U1 snRNA: the evolution of its primary and secondary structure.

In this paper we first show that the primary structure of U1 snRNA is homologous to that of tandem repeated pre-tRNA. Two sets of polymerase III promoter sites (the a and b boxes) are clearly recognisable at the appropriate positions in U1, although neither is functional; these sites occur in a degenerate form and their transcription is initiated by polymerase II. Moreover, several of the conserved subsequences of tRNAs that are not associated with transcription initiation (and supposedly are conserved because of their role in translation) are conserved in U1 as well, one of them being the pattern Py-Py-anticodon-Pu-Pu (for both anticodons of tandem tRNA). Second, we show that the secondary structure of U1 is apparently formed after fixation of the "B-hairpin loop' by one of the associated proteins. If and only if this hairpin loop is fixed, a consensus secondary structure is produced by the minimisation-of-free-energy technique. Moreover, we show that this B-hairpin loop has been destabilised relatively recently in evolutionary time by deletions (e.g., in the polymerase III box). If we reinsert the deleted bases, the so constructed hypothetical "ancestral" molecule folds into the consensus secondary structure by unconstrained energy minimisation (i.e., without fixation of the B-loop).
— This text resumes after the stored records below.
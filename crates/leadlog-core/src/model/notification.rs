use chrono::{DateTime, Utc};
use serde::{Deserialize, Serialize};
use std::{fmt, str::FromStr};

use super::{EntityRef, NotificationId, ParseEnumError};

/// Why a notification exists.
#[derive(Debug, Clone, Copy, PartialEq, Eq, Hash, Serialize, Deserialize)]
#[serde(rename_all = "snake_case")]
pub enum NotificationKind {
    /// Follow-up prompt attached to a comment.
    Reminder,
    /// Prompt to re-contact a lost lead, attached to the lead.
    Recontact,
}

impl NotificationKind {
    #[must_use]
    pub const fn as_str(self) -> &'static str {
        match self {
            Self::Reminder => "reminder",
            Self::Recontact => "recontact",
        }
    }
}

impl fmt::Display for NotificationKind {
    fn fmt(&self, f: &mut fmt::Formatter<'_>) -> fmt::Result {
        f.write_str(self.as_str())
    }
}

impl FromStr for NotificationKind {
    type Err = ParseEnumError;

    fn from_str(s: &str) -> Result<Self, Self::Err> {
        match s {
            "reminder" => Ok(Self::Reminder),
            "recontact" => Ok(Self::Recontact),
            _ => Err(ParseEnumError {
                expected: "notification kind",
                got: s.to_string(),
            }),
        }
    }
}

#[derive(Debug, Clone, Copy, PartialEq, Eq, PartialOrd, Ord, Hash, Default, Serialize, Deserialize)]
#[serde(rename_all = "lowercase")]
pub enum Priority {
    Low,
    #[default]
    Normal,
    High,
    Urgent,
}

impl Priority {
    #[must_use]
    pub const fn as_str(self) -> &'static str {
        match self {
            Self::Low => "low",
            Self::Normal => "normal",
            Self::High => "high",
            Self::Urgent => "urgent",
        }
    }
}

impl fmt::Display for Priority {
    fn fmt(&self, f: &mut fmt::Formatter<'_>) -> fmt::Result {
        f.write_str(self.as_str())
    }
}

impl FromStr for Priority {
    type Err = ParseEnumError;

    fn from_str(s: &str) -> Result<Self, Self::Err> {
        match s.trim().to_ascii_lowercase().as_str() {
            "low" => Ok(Self::Low),
            "normal" => Ok(Self::Normal),
            "high" => Ok(Self::High),
            "urgent" => Ok(Self::Urgent),
            _ => Err(ParseEnumError {
                expected: "priority",
                got: s.to_string(),
            }),
        }
    }
}

/// A scheduled, user-directed prompt. Delivery happens elsewhere; this
/// crate only writes and cancels rows.
#[derive(Debug, Clone, PartialEq, Eq, Serialize)]
pub struct Notification {
    pub id: NotificationId,
    pub recipient: String,
    pub kind: NotificationKind,
    pub entity: EntityRef,
    pub fire_at: DateTime<Utc>,
    pub priority: Priority,
    pub title: String,
    pub message: String,
    pub is_read: bool,
    pub is_deleted: bool,
    pub deleted_at: Option<DateTime<Utc>>,
    pub created_at: DateTime<Utc>,
}

impl Notification {
    /// Neither read nor cancelled.
    #[must_use]
    pub const fn is_pending(&self) -> bool {
        !self.is_read && !self.is_deleted
    }
}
Some features of the secondary structure of tandem repeated pre-tRNA are conserved in U1, but the overall structure has changed dramatically. Like tRNA, U1 has a cloverleaf-like structure, but its overall size has doubled. By comparing their secondary structures and by alignment of the sequences, we trace the local events associated with the global change in secondary structure (and apparently in the function of the molecule). Finally, we discuss our results from the perspective of informatic prerequisites for heterarchical multilevel evolution.